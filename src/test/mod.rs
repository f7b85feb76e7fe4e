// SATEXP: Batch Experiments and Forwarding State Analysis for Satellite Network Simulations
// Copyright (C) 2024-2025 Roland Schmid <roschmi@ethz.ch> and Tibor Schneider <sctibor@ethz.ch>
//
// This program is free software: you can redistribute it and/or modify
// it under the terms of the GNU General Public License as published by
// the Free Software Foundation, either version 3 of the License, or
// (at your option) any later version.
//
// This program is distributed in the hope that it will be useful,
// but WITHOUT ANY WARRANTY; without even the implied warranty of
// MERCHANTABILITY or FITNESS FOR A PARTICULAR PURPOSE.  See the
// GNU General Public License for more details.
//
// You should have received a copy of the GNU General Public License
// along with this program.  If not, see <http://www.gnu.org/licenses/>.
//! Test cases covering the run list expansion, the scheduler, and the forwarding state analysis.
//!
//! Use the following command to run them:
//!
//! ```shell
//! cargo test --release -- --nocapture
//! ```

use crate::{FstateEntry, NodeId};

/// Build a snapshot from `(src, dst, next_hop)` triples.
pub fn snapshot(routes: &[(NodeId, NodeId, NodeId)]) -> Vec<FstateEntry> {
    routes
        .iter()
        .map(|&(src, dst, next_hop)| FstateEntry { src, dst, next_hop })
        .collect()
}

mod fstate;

Task objective: In the entries above, find each line with "routes" and list it.

Exercise solution:
pub fn snapshot(routes: &[(NodeId, NodeId, NodeId)]) -> Vec<FstateEntry> {
    routes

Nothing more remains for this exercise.